Ohio is among several states considering a requirement of a physician diagnosis of asbestos-related disease before an action may be filed.

“You have to keep in mind that for anyone who has been exposed to asbestos, particularly if you have the markers of asbestos exposure by X-ray evidence, you are at significantly greater risk for lung cancers, and mesotheloma, which are almost always fatal,”Mr. Brodhead said. “That has been held by the courts to be a compensable cause of action itself.”

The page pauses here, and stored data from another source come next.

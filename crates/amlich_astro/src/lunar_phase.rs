//! Moon age and the eight traditional phases.

use crate::new_moon::{SYNODIC_MONTH_DAYS, lunation_index_near, new_moon_time};

/// Phase of the Moon by age within the synodic month.
#[derive(Debug, Clone, Copy, PartialEq, Eq, Hash)]
pub enum MoonPhase {
    /// Sóc
    NewMoon,
    /// Thiếu sáng
    WaxingCrescent,
    /// Thượng huyền
    FirstQuarter,
    /// Gần rằm
    WaxingGibbous,
    /// Rằm
    FullMoon,
    /// Tàn rằm
    WaningGibbous,
    /// Hạ huyền
    LastQuarter,
    /// Thiếu tối
    WaningCrescent,
}

/// All phases in order of increasing age.
pub const ALL_MOON_PHASES: [MoonPhase; 8] = [
    MoonPhase::NewMoon,
    MoonPhase::WaxingCrescent,
    MoonPhase::FirstQuarter,
    MoonPhase::WaxingGibbous,
    MoonPhase::FullMoon,
    MoonPhase::WaningGibbous,
    MoonPhase::LastQuarter,
    MoonPhase::WaningCrescent,
];

impl MoonPhase {
    pub const fn name(self) -> &'static str {
        match self {
            Self::NewMoon => "Sóc",
            Self::WaxingCrescent => "Thiếu sáng",
            Self::FirstQuarter => "Thượng huyền",
            Self::WaxingGibbous => "Gần rằm",
            Self::FullMoon => "Rằm",
            Self::WaningGibbous => "Tàn rằm",
            Self::LastQuarter => "Hạ huyền",
            Self::WaningCrescent => "Thiếu tối",
        }
    }

    /// Phase for a fraction of the synodic month in [0, 1).
    ///
    /// The four principal phases get a narrow window (±0.03) around their
    /// exact fraction.
    pub fn from_fraction(fraction: f64) -> Self {
        match fraction {
            f if !(0.03..=0.97).contains(&f) => Self::NewMoon,
            f if f < 0.22 => Self::WaxingCrescent,
            f if f < 0.28 => Self::FirstQuarter,
            f if f < 0.47 => Self::WaxingGibbous,
            f if f < 0.53 => Self::FullMoon,
            f if f < 0.72 => Self::WaningGibbous,
            f if f < 0.78 => Self::LastQuarter,
            _ => Self::WaningCrescent,
        }
    }
}

/// Days since the most recent New Moon at UT Julian Date `jd`.
pub fn moon_age_days(jd: f64) -> f64 {
    let mut k = lunation_index_near(jd);
    while new_moon_time(k) > jd {
        k -= 1;
    }
    while new_moon_time(k + 1) <= jd {
        k += 1;
    }
    jd - new_moon_time(k)
}

/// Moon phase at UT Julian Date `jd`.
pub fn moon_phase(jd: f64) -> MoonPhase {
    MoonPhase::from_fraction(moon_age_days(jd) / SYNODIC_MONTH_DAYS)
}
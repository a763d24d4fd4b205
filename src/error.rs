// SPDX-License-Identifier: PMPL-1.0-or-later
//
// telespool - Error types
//
// Defines all error conditions that can arise in the spool pipeline:
// I/O failures, framing corruption, encryption failures, and invalid
// configuration detected at startup.

use thiserror::Error;

/// Errors that can occur during spool operations.
#[derive(Debug, Error)]
pub enum SpoolError {
    /// An I/O error occurred while reading or writing a segment file.
    #[error("spool I/O error: {0}")]
    Io(#[from] std::io::Error),

    /// A single event exceeds the configured maximum object size.
    /// The event is rejected at write time; nothing is appended.
    #[error("event of {size} bytes exceeds maximum object size {max_size}")]
    EventTooLarge {
        /// Size of the rejected event payload in bytes.
        size: u64,
        /// The configured `max_object_size`.
        max_size: u64,
    },

    /// An unknown block kind byte was encountered while decoding.
    #[error("unknown block kind byte: {0}")]
    UnknownBlockKind(u8),

    /// The storage policy is self-contradictory. Surfaced once at
    /// construction, never per event.
    #[error("invalid storage policy: {0}")]
    InvalidPolicy(String),

    /// The configured encryption provider failed to transform a payload.
    #[error("encryption provider error: {0}")]
    Encryption(String),
}

/// Convenience type alias for spool results.
pub type SpoolResult<T> = Result<T, SpoolError>;
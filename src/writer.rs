// SPDX-License-Identifier: PMPL-1.0-or-later
//
// telespool - Event writer
//
// Appends framed events to the current writable segment file. Each
// write frames the payload via the block codec, optionally encrypting
// the payload first (block granularity, so partial decoding of a file
// stays possible), and finishes by reclaiming any budget overrun.
//
// Failures surface to the producer and the event is dropped; the
// writer never queues events in memory as a consequence of a storage
// failure.

use std::fs::OpenOptions;
use std::io::Write;
use std::sync::Arc;

use chrono::Utc;
use tracing::{debug, warn};

use crate::block::{Block, BlockKind};
use crate::encryption::Encryption;
use crate::error::{SpoolError, SpoolResult};
use crate::orchestrator::FilesOrchestrator;

/// Appends events to the spool directory managed by an orchestrator.
///
/// Safe to call from arbitrary concurrent call sites; rotation and
/// budget decisions are serialized inside the orchestrator. Files are
/// opened for append per write and closed immediately, so a rotated
/// file is never left with an open handle.
pub struct FileWriter {
    orchestrator: Arc<FilesOrchestrator>,
    encryption: Option<Arc<dyn Encryption>>,
}

impl FileWriter {
    /// Create a writer over the given orchestrator, without encryption
    /// at rest.
    pub fn new(orchestrator: Arc<FilesOrchestrator>) -> Self {
        Self {
            orchestrator,
            encryption: None,
        }
    }

    /// Create a writer that encrypts each block payload before framing.
    pub fn with_encryption(
        orchestrator: Arc<FilesOrchestrator>,
        encryption: Arc<dyn Encryption>,
    ) -> Self {
        Self {
            orchestrator,
            encryption: Some(encryption),
        }
    }

    /// Persist one event payload.
    ///
    /// Ownership of the event transfers to the storage layer once this
    /// returns `Ok`. On error the event is dropped and the producer is
    /// told why; nothing is buffered for retry.
    pub fn write(&self, event: &[u8]) -> SpoolResult<()> {
        self.write_with_kind(BlockKind::Event, event)
    }

    /// Persist one payload under an explicit block kind.
    pub fn write_with_kind(&self, kind: BlockKind, event: &[u8]) -> SpoolResult<()> {
        let max_object_size = self.orchestrator.policy().max_object_size;
        if event.len() as u64 > max_object_size {
            warn!(
                size = event.len(),
                max_size = max_object_size,
                "Dropping oversized event"
            );
            return Err(SpoolError::EventTooLarge {
                size: event.len() as u64,
                max_size: max_object_size,
            });
        }

        let payload = match &self.encryption {
            Some(provider) => provider.encrypt(event)?,
            None => event.to_vec(),
        };

        let block = Block {
            kind,
            data: payload,
        };
        let bytes = block.serialize();

        let now = Utc::now();
        let path = self.orchestrator.current_writable_file(now)?;

        let mut file = OpenOptions::new().append(true).open(&path)?;
        file.write_all(&bytes)?;
        drop(file);

        debug!(
            path = %path.display(),
            bytes = bytes.len(),
            "Appended event block"
        );

        // Every successful write pays for its own budget check.
        self.orchestrator.reclaim_if_over_budget(now)?;

        Ok(())
    }
}
// SPDX-License-Identifier: PMPL-1.0-or-later
//
// telespool - Event framing codec
//
// Encodes individual events into self-delimiting binary blocks and
// decodes a buffer of blocks back into (kind, payload) pairs.
//
// On-disk block format (all integers little-endian):
//   [1 byte:  kind]            -- 0 = Event; other values reserved
//   [4 bytes: length (u32)]    -- payload length
//   [N bytes: payload]
//
// Fixed-width, fixed-endianness fields keep blocks byte-exact across
// platforms and app versions: a file written by an older build must
// decode in a newer one after an app update. No compression or
// checksums at this layer.

use serde::{Deserialize, Serialize};

use crate::error::{SpoolError, SpoolResult};

/// Size of the fixed block header (kind byte + length field).
pub const BLOCK_HEADER_SIZE: usize = 1 + 4;

// ---------------------------------------------------------------------------
// BlockKind
// ---------------------------------------------------------------------------

/// The kind tag carried by each framed block.
///
/// Only `Event` exists today; the byte is kept in the format so future
/// block kinds can be added without breaking files already on disk.
/// Readers skip blocks whose kind byte they do not recognize.
#[derive(Debug, Clone, Copy, PartialEq, Eq, Serialize, Deserialize)]
pub enum BlockKind {
    /// A generic telemetry event payload.
    Event = 0,
}

impl BlockKind {
    /// Decode a single byte into a `BlockKind`.
    pub fn from_byte(byte: u8) -> SpoolResult<Self> {
        match byte {
            0 => Ok(Self::Event),
            other => Err(SpoolError::UnknownBlockKind(other)),
        }
    }

    /// Encode this kind as a single byte.
    pub fn to_byte(self) -> u8 {
        self as u8
    }
}

// ---------------------------------------------------------------------------
// Block
// ---------------------------------------------------------------------------

/// A single framed block: one event's kind tag and opaque payload.
#[derive(Debug, Clone, PartialEq, Eq)]
pub struct Block {
    /// The kind tag for this block.
    pub kind: BlockKind,

    /// Opaque payload bytes (typically one serialized telemetry event).
    pub data: Vec<u8>,
}

impl Block {
    /// Serialize this block to the on-disk format, including the header.
    pub fn serialize(&self) -> Vec<u8> {
        let mut buffer = Vec::with_capacity(BLOCK_HEADER_SIZE + self.data.len());
        buffer.push(self.kind.to_byte());
        buffer.extend_from_slice(&(self.data.len() as u32).to_le_bytes());
        buffer.extend_from_slice(&self.data);
        buffer
    }
}

// ---------------------------------------------------------------------------
// Decoding
// ---------------------------------------------------------------------------

/// A lazy iterator over the framed blocks in a byte buffer.
///
/// Yields `(kind_byte, payload)` pairs in write order. Stops cleanly
/// (without yielding an error) when the remaining bytes are too few to
/// hold a complete block: a truncated tail is the expected result of a
/// crash mid-append and must not invalidate the blocks before it.
pub struct BlockIterator<'a> {
    buffer: &'a [u8],
    offset: usize,
}

/// One decoded frame. The kind is kept as the raw byte so callers can
/// skip kinds they do not understand instead of failing the whole file.
#[derive(Debug, Clone, PartialEq, Eq)]
pub struct RawBlock<'a> {
    /// The raw kind byte as stored on disk.
    pub kind: u8,
    /// Borrowed payload bytes.
    pub data: &'a [u8],
}

impl<'a> BlockIterator<'a> {
    /// Start decoding blocks from the beginning of `buffer`.
    pub fn new(buffer: &'a [u8]) -> Self {
        Self { buffer, offset: 0 }
    }

    /// The byte offset the iterator has consumed so far.
    pub fn offset(&self) -> usize {
        self.offset
    }
}

impl<'a> Iterator for BlockIterator<'a> {
    type Item = RawBlock<'a>;

    fn next(&mut self) -> Option<Self::Item> {
        // A complete header must fit in the remaining bytes.
        if self.offset + BLOCK_HEADER_SIZE > self.buffer.len() {
            return None;
        }

        let kind = self.buffer[self.offset];
        let length_bytes: [u8; 4] = self.buffer[self.offset + 1..self.offset + 5]
            .try_into()
            .ok()?;
        let length = u32::from_le_bytes(length_bytes) as usize;

        let payload_start = self.offset + BLOCK_HEADER_SIZE;
        let payload_end = payload_start + length;
        if payload_end > self.buffer.len() {
            // Truncated final block: drop it, keep everything before it.
            return None;
        }

        let data = &self.buffer[payload_start..payload_end];
        self.offset = payload_end;
        Some(RawBlock { kind, data })
    }
}

/// Decode all complete blocks in `buffer`, in write order.
pub fn decode_all(buffer: &[u8]) -> BlockIterator<'_> {
    BlockIterator::new(buffer)
}
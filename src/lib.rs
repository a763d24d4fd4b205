// SPDX-License-Identifier: PMPL-1.0-or-later
//
// telespool - on-device event persistence & batched-upload pipeline
//
// Accepts small serialized telemetry events at arbitrary frequency,
// persists them to local segment files so they survive process death,
// and hands them, batched, to an uploader that may be slow, offline,
// or failing. Disk usage stays bounded under sustained overload by
// dropping the oldest unsent files first.
//
// # Architecture
//
// Events flow producer -> `FileWriter` -> segment file (chosen by the
// `FilesOrchestrator`) -> [file ages past the readable threshold] ->
// `BatchReader` -> decode + optional decrypt -> `Batch` ->
// `UploadWorker` -> transport. On success the source file is deleted;
// on a retryable failure it stays on disk for a later tick; on a
// permanent rejection it is deleted and the batch is dropped.
//
// Segment files are append-only and named after their creation time
// (zero-padded Unix milliseconds), so lexicographic order is age
// order. A file becomes readable only once it has aged past the
// policy's `min_file_age_for_read`, which is at least `max_file_age`;
// that inequality is what guarantees no file is ever read while still
// being written.
//
// ## On-disk block format (all integers little-endian)
//
// ```text
// [1 byte:  kind]            -- 0 = Event; other values reserved
// [4 bytes: length (u32)]    -- payload length
// [N bytes: payload]         -- opaque event bytes, per-block encrypted
//                               when a provider is configured
// ```
//
// ## Usage
//
// ```no_run
// use std::sync::Arc;
// use async_trait::async_trait;
// use telespool::{
//     BatchFormat, BatchReader, FileWriter, FilesOrchestrator, StoragePolicy,
//     Transport, UploadOutcome, UploadWorker,
// };
//
// struct HttpTransport;
//
// #[async_trait]
// impl Transport for HttpTransport {
//     async fn send(&self, _payload: &[u8]) -> UploadOutcome {
//         UploadOutcome::Success
//     }
// }
//
// # #[tokio::main] async fn main() {
// let orchestrator = Arc::new(
//     FilesOrchestrator::new("/var/spool/traces", StoragePolicy::default()).unwrap(),
// );
//
// // Producers append events from arbitrary call sites.
// let writer = FileWriter::new(Arc::clone(&orchestrator));
// writer.write(b"{\"span\":1}").unwrap();
//
// // The upload worker drains aged files on a recurring schedule.
// let reader = Arc::new(BatchReader::new(orchestrator, BatchFormat::default()));
// let worker = UploadWorker::new(reader, Arc::new(HttpTransport));
// let handle = worker.spawn();
//
// // ...
// handle.stop().await;
// # }
// ```

pub mod block;
pub mod encryption;
pub mod error;
pub mod orchestrator;
pub mod policy;
pub mod reader;
pub mod uploader;
pub mod writer;

// Re-export the primary public API for ergonomic imports.
pub use block::{Block, BlockKind};
pub use encryption::Encryption;
pub use error::{SpoolError, SpoolResult};
pub use orchestrator::{FilesOrchestrator, SegmentInfo};
pub use policy::{BatchFormat, StoragePolicy};
pub use reader::{Batch, BatchReader};
pub use uploader::{
    TickReport, Transport, UploadDelay, UploadDelayConfig, UploadOutcome, UploadWorker,
    UploadWorkerHandle,
};
pub use writer::FileWriter;
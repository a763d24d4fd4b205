// SPDX-License-Identifier: PMPL-1.0-or-later
//
// telespool - Storage performance policy and batch wrap format
//
// `StoragePolicy` is a configuration value object consulted by the
// orchestrator on every write and read decision. It is validated once
// at construction: a self-contradictory policy is a startup error,
// never a per-event one.

use std::time::Duration;

use serde::{Deserialize, Serialize};

use crate::error::{SpoolError, SpoolResult};

/// Limits governing segment-file rotation, readability and the
/// directory budget.
#[derive(Debug, Clone, Serialize, Deserialize)]
pub struct StoragePolicy {
    /// Maximum size of a single segment file in bytes. The current file
    /// is not reused for writing once its size reaches this bound.
    pub max_file_size: u64,

    /// Maximum size of a single event payload in bytes. Larger events
    /// are rejected at write time.
    pub max_object_size: u64,

    /// Maximum age of the current file before rotation. A file older
    /// than this is never appended to again.
    pub max_file_age: Duration,

    /// Minimum age a file must reach before it becomes readable. This
    /// must be at least `max_file_age`, which is what guarantees a file
    /// is never concurrently written and read.
    pub min_file_age_for_read: Duration,

    /// Maximum total bytes the directory may hold. Oldest files are
    /// dropped first when the budget is exceeded.
    pub max_total_size: u64,

    /// Maximum number of segment files the directory may hold.
    pub max_file_count: usize,
}

impl Default for StoragePolicy {
    fn default() -> Self {
        Self {
            max_file_size: 4 * 1024 * 1024,
            max_object_size: 512 * 1024,
            max_file_age: Duration::from_millis(4_750),
            min_file_age_for_read: Duration::from_millis(5_250),
            max_total_size: 512 * 1024 * 1024,
            max_file_count: 1_000,
        }
    }
}

impl StoragePolicy {
    /// Check the policy for internal contradictions.
    ///
    /// Returns `SpoolError::InvalidPolicy` describing the first
    /// violation found.
    pub fn validate(&self) -> SpoolResult<()> {
        if self.max_file_size == 0 {
            return Err(SpoolError::InvalidPolicy(
                "max_file_size must be greater than zero".to_string(),
            ));
        }
        if self.max_object_size > self.max_file_size {
            return Err(SpoolError::InvalidPolicy(format!(
                "max_object_size ({}) exceeds max_file_size ({})",
                self.max_object_size, self.max_file_size
            )));
        }
        if self.max_file_size > self.max_total_size {
            return Err(SpoolError::InvalidPolicy(format!(
                "max_file_size ({}) exceeds max_total_size ({})",
                self.max_file_size, self.max_total_size
            )));
        }
        if self.max_file_count == 0 {
            return Err(SpoolError::InvalidPolicy(
                "max_file_count must be at least 1".to_string(),
            ));
        }
        if self.max_file_age > self.min_file_age_for_read {
            // A file still young enough to be written must not yet be
            // old enough to be read.
            return Err(SpoolError::InvalidPolicy(format!(
                "max_file_age ({:?}) must not exceed min_file_age_for_read ({:?})",
                self.max_file_age, self.min_file_age_for_read
            )));
        }
        Ok(())
    }
}

// ---------------------------------------------------------------------------
// BatchFormat
// ---------------------------------------------------------------------------

/// How decoded event payloads are joined into one transportable buffer.
///
/// The default turns N JSON objects into one JSON array.
#[derive(Debug, Clone, Serialize, Deserialize)]
pub struct BatchFormat {
    /// Bytes emitted before the first payload.
    pub prefix: String,

    /// Bytes emitted after the last payload.
    pub suffix: String,

    /// Bytes emitted between consecutive payloads.
    pub separator: String,
}

impl Default for BatchFormat {
    fn default() -> Self {
        Self {
            prefix: "[".to_string(),
            suffix: "]".to_string(),
            separator: ",".to_string(),
        }
    }
}

impl BatchFormat {
    /// Join payloads into a single buffer: prefix, payloads separated by
    /// the separator, suffix.
    pub fn join<'a, I>(&self, payloads: I) -> Vec<u8>
    where
        I: IntoIterator<Item = &'a [u8]>,
    {
        let mut buffer = Vec::new();
        buffer.extend_from_slice(self.prefix.as_bytes());
        for (index, payload) in payloads.into_iter().enumerate() {
            if index > 0 {
                buffer.extend_from_slice(self.separator.as_bytes());
            }
            buffer.extend_from_slice(payload);
        }
        buffer.extend_from_slice(self.suffix.as_bytes());
        buffer
    }
}
pub mod health;
pub mod openapi;
pub mod serve;

pub use health::HealthCommand;
pub use openapi::OpenApiCommand;
pub use serve::ServeCommand;
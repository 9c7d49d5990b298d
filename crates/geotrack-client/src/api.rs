//! HTTP client for the ingestion API

use async_trait::async_trait;
use geotrack_types::{HealthResponse, LocationBatch};
use reqwest::{Client, RequestBuilder, StatusCode};
use thiserror::Error;
use tracing::{debug, error, warn};

use crate::config::ClientConfig;

#[derive(Error, Debug)]
pub enum ApiError {
    #[error("Unexpected status code: {0}")]
    UnexpectedStatusCode(u16),

    #[error("Invalid response format")]
    InvalidResponse,

    #[error("Invalid server URL {url}: {reason}")]
    InvalidServerUrl { url: String, reason: String },

    #[error("Request failed: {0}")]
    Transport(#[from] reqwest::Error),
}

/// Anything a batch can be handed to for delivery
#[async_trait]
pub trait BatchSink: Send + Sync {
    /// `Ok(true)` when stored, `Ok(false)` when the server refused it.
    async fn send_location_batch(&self, batch: &LocationBatch) -> Result<bool, ApiError>;
}

pub struct ApiClient {
    config: ClientConfig,
    client: Client,
}

impl ApiClient {
    pub fn new(config: ClientConfig) -> Result<Self, ApiError> {
        url::Url::parse(&config.server_url).map_err(|e| ApiError::InvalidServerUrl {
            url: config.server_url.clone(),
            reason: e.to_string(),
        })?;

        let client = Client::builder().timeout(config.timeout).build().map_err(|e| {
            error!("Failed to create HTTP client: {}", e);
            ApiError::Transport(e)
        })?;

        Ok(Self { config, client })
    }

    pub fn server_url(&self) -> &str {
        &self.config.server_url
    }

    fn endpoint(&self, path: &str) -> String {
        format!("{}{}", self.config.server_url, path)
    }

    fn authorize(&self, request: RequestBuilder) -> RequestBuilder {
        match self.config.authorization_token {
            Some(ref token) => request.header("Authorization", format!("Bearer {}", token)),
            None => request,
        }
    }

    /// `true` on 200, `false` on 503.
    pub async fn check_health(&self) -> Result<bool, ApiError> {
        let response = self.client.get(self.endpoint("/health")).send().await?;

        match response.status() {
            StatusCode::OK => Ok(true),
            StatusCode::SERVICE_UNAVAILABLE => Ok(false),
            other => Err(ApiError::UnexpectedStatusCode(other.as_u16())),
        }
    }

    /// The decoded health body, healthy or not.
    pub async fn health_report(&self) -> Result<HealthResponse, ApiError> {
        let response = self.client.get(self.endpoint("/health")).send().await?;

        match response.status() {
            StatusCode::OK | StatusCode::SERVICE_UNAVAILABLE => {
                response.json::<HealthResponse>().await.map_err(|e| {
                    warn!("Health response could not be decoded: {}", e);
                    ApiError::InvalidResponse
                })
            }
            other => Err(ApiError::UnexpectedStatusCode(other.as_u16())),
        }
    }
}

#[async_trait]
impl BatchSink for ApiClient {
    async fn send_location_batch(&self, batch: &LocationBatch) -> Result<bool, ApiError> {
        debug!(
            "Sending {} locations for device {} to {}",
            batch.len(),
            batch.device_id,
            self.config.server_url
        );

        let request = self
            .client
            .post(self.endpoint("/locations/batch"))
            .json(batch);
        let response = self.authorize(request).send().await.map_err(|e| {
            error!("Location batch request failed: {}", e);
            ApiError::Transport(e)
        })?;

        match response.status() {
            StatusCode::OK | StatusCode::CREATED => Ok(true),
            StatusCode::BAD_REQUEST
            | StatusCode::UNAUTHORIZED
            | StatusCode::INTERNAL_SERVER_ERROR => {
                warn!("Server refused location batch with {}", response.status());
                Ok(false)
            }
            other => Err(ApiError::UnexpectedStatusCode(other.as_u16())),
        }
    }
}
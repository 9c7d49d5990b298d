pub mod devices;
pub mod locations;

Recently U.S. Supreme Court, in a case involving asbestos-exposed Norfolk Southern Corp. railway workers, ruled 5-4 that the fear of contracting asbestos-related cancer could be sufficient to mount a claim.

The Senate bill would:

w Cap jury awards for pain, suffering, and other noneconomic damages in the most serious cases, those involving loss of limb or permanent disfigurement, at $1 million per injury. Up to $500,000 of that could be collected by the injured person and the rest by his family.

w Cap jury awards for non-catastrophic cases at $500,000 per injury, up to $350,000 of which could be collected by the injured person.

w Limit punitive damages, those imposed by a jury to punish a defendant, at no more than the amount awarded for economic damages.

w Set no limit on economic damages - lost wages, medical costs, and other out-of-pocket expenses.

w Limit liability for product liability and construction-related claims to 10 years from the date the product or service was delivered. This would not apply to asbestos claims.